### Instructions to follow
Quote the records below word for word, please, from the very first line through the one that contains "behaves like the", and nothing beyond it.

---------------

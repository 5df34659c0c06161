// Copyright (c) 2024-2025 R3BL LLC. Licensed under Apache License, Version 2.0.

//! Word run scanning used by word motion and word deletion.
//!
//! A word run is the text matching `\s*\S+\s*` that touches the cursor. Scanning
//! [`ScanDirection::Backward`] looks at the text *before* the cursor and behaves like the
//! leftmost match of `\s*\S+\s*$`. Scanning [`ScanDirection::Forward`] looks at the text
//! *after* the cursor and behaves like `^\s*\S+\s*`.
//!
//! Whitespace on both sides of the token belongs to the run, so the distance travelled
//! by a word motion is not a pure token boundary:
//!
//! ```text
//! "foo   bar  " + cursor at end
//!     ╰──┬──╯╰┬╯
//!  outer │    inner whitespace (between token and cursor)
//!        token
//! ```

/// Which side of the cursor to scan.
#[derive(Debug, Copy, Clone, PartialEq, Eq)]
pub enum ScanDirection {
    /// Scan the pre-cursor text, from its end toward its start.
    Backward,
    /// Scan the post-cursor text, from its start toward its end.
    Forward,
}

/// Char counts of the three parts of a word run. `inner_whitespace` is always the part
/// adjacent to the cursor.
#[derive(Debug, Copy, Clone, PartialEq, Eq)]
pub struct WordRun {
    pub inner_whitespace: usize,
    pub token: usize,
    pub outer_whitespace: usize,
}

impl WordRun {
    /// Total number of chars in the run.
    #[must_use]
    pub fn len(&self) -> usize { self.inner_whitespace + self.token + self.outer_whitespace }

    /// A run always contains a token, so it is never empty.
    #[must_use]
    pub fn is_empty(&self) -> bool { self.token == 0 }

    /// Number of chars between the cursor and the far edge of the token.
    #[must_use]
    pub fn to_token_far_edge(&self) -> usize { self.inner_whitespace + self.token }
}

/// Find the word run adjacent to the cursor. `text` is the pre-cursor text for
/// [`ScanDirection::Backward`] and the post-cursor text for [`ScanDirection::Forward`].
///
/// Returns [`None`] when `text` has no non-whitespace char.
#[must_use]
pub fn find_word_run(text: &str, direction: ScanDirection) -> Option<WordRun> {
    match direction {
        ScanDirection::Backward => scan(text.chars().rev()),
        ScanDirection::Forward => scan(text.chars()),
    }
}

/// Counts `whitespace*`, `non-whitespace+`, `whitespace*` walking away from the cursor.
fn scan(mut chars: impl Iterator<Item = char>) -> Option<WordRun> {
    let mut run = WordRun {
        inner_whitespace: 0,
        token: 0,
        outer_whitespace: 0,
    };

    let mut next = chars.next();

    while next.is_some_and(char::is_whitespace) {
        run.inner_whitespace += 1;
        next = chars.next();
    }

    while next.is_some_and(|ch| !ch.is_whitespace()) {
        run.token += 1;
        next = chars.next();
    }

    if run.is_empty() {
        return None;
    }

    while next.is_some_and(char::is_whitespace) {
        run.outer_whitespace += 1;
        next = chars.next();
    }

    Some(run)
}
// Copyright (c) 2024-2025 R3BL LLC. Licensed under Apache License, Version 2.0.

use crate::StdMutex;
use copypasta_ext::{copypasta::ClipboardProvider, x11_fork::ClipboardContext};
use std::{error::Error, sync::Arc};
use strum_macros::Display;
use tokio::{sync::mpsc::{UnboundedReceiver, UnboundedSender},
            task::JoinHandle};

pub type ClipboardResult<T> = Result<T, Box<dyn Error + Send + Sync + 'static>>;

pub type SafeClipboard = Arc<StdMutex<dyn ClipboardService + Send>>;

pub type ClipboardOutcomeSender = UnboundedSender<ClipboardOutcome>;
pub type ClipboardOutcomeReceiver = UnboundedReceiver<ClipboardOutcome>;

/// Abstraction for the clipboard service for dependency injection. This trait is
/// implemented by both a test clipboard service and a system clipboard service.
///
/// Both calls block, so run them with [`spawn_copy`] and [`spawn_paste`].
pub trait ClipboardService {
    fn try_to_put_content_into_clipboard(
        &mut self,
        content: String,
    ) -> ClipboardResult<()>;
    fn try_to_get_content_from_clipboard(&mut self) -> ClipboardResult<String>;
}

#[derive(Debug, Clone, Copy, PartialEq, Eq, Display)]
pub enum ClipboardOperation {
    Copy,
    Paste,
}

/// Delivered back to the event loop once a blocking clipboard call finishes.
#[derive(Debug, Clone, PartialEq, Eq)]
pub enum ClipboardOutcome {
    Copied,
    Pasted(String),
    Failed {
        operation: ClipboardOperation,
        reason: String,
    },
}

#[derive(Debug)]
pub struct SystemClipboard;

impl ClipboardService for SystemClipboard {
    fn try_to_put_content_into_clipboard(
        &mut self,
        content: String,
    ) -> ClipboardResult<()> {
        let mut ctx = ClipboardContext::new()?;
        ctx.set_contents(content)?;
        Ok(())
    }

    fn try_to_get_content_from_clipboard(&mut self) -> ClipboardResult<String> {
        let mut ctx = ClipboardContext::new()?;
        let content = ctx.get_contents()?;

        Ok(content)
    }
}

#[must_use]
pub fn new_safe_clipboard(clipboard: impl ClipboardService + Send + 'static) -> SafeClipboard {
    Arc::new(StdMutex::new(clipboard))
}

/// Copy `content` on the blocking pool. The result arrives on `sender`. If the event
/// loop is gone by then, the outcome is dropped.
pub fn spawn_copy(
    clipboard: SafeClipboard,
    content: String,
    sender: ClipboardOutcomeSender,
) -> JoinHandle<()> {
    tokio::task::spawn_blocking(move || {
        let outcome = match lock_and(&clipboard, |it| {
            it.try_to_put_content_into_clipboard(content)
        }) {
            Ok(()) => ClipboardOutcome::Copied,
            Err(reason) => ClipboardOutcome::Failed {
                operation: ClipboardOperation::Copy,
                reason,
            },
        };
        sender.send(outcome).ok();
    })
}

/// Read the clipboard on the blocking pool. The text arrives on `sender`.
pub fn spawn_paste(
    clipboard: SafeClipboard,
    sender: ClipboardOutcomeSender,
) -> JoinHandle<()> {
    tokio::task::spawn_blocking(move || {
        let outcome = match lock_and(&clipboard, |it| {
            it.try_to_get_content_from_clipboard()
        }) {
            Ok(text) => ClipboardOutcome::Pasted(text),
            Err(reason) => ClipboardOutcome::Failed {
                operation: ClipboardOperation::Paste,
                reason,
            },
        };
        sender.send(outcome).ok();
    })
}

fn lock_and<T>(
    clipboard: &SafeClipboard,
    op: impl FnOnce(&mut (dyn ClipboardService + Send)) -> ClipboardResult<T>,
) -> Result<T, String> {
    let mut guard = clipboard.lock().map_err(|err| err.to_string())?;
    op(&mut *guard).map_err(|err| err.to_string())
}

pub mod clipboard_test_fixtures {
    use super::{ClipboardResult, ClipboardService};

    #[derive(Debug, Default)]
    pub struct TestClipboard {
        pub content: String,
        /// When set, every call fails with this message.
        pub fail_with: Option<String>,
    }

    impl ClipboardService for TestClipboard {
        fn try_to_put_content_into_clipboard(
            &mut self,
            content: String,
        ) -> ClipboardResult<()> {
            if let Some(reason) = &self.fail_with {
                return Err(reason.clone().into());
            }
            self.content = content;
            Ok(())
        }

        fn try_to_get_content_from_clipboard(&mut self) -> ClipboardResult<String> {
            if let Some(reason) = &self.fail_with {
                return Err(reason.clone().into());
            }
            Ok(self.content.clone())
        }
    }
}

---------------

### Result for this task
repository 5df34659c0c06161
// Copyright (c) 2024-2025 R3BL LLC. Licensed under Apache License, Version 2.0.

//! Word run scanning used by word motion and word deletion.
//!
//! A word run is the text matching `\s*\S+\s*` that touches the cursor. Scanning
//! [`ScanDirection::Backward`] looks at the text *before* the cursor and behaves like the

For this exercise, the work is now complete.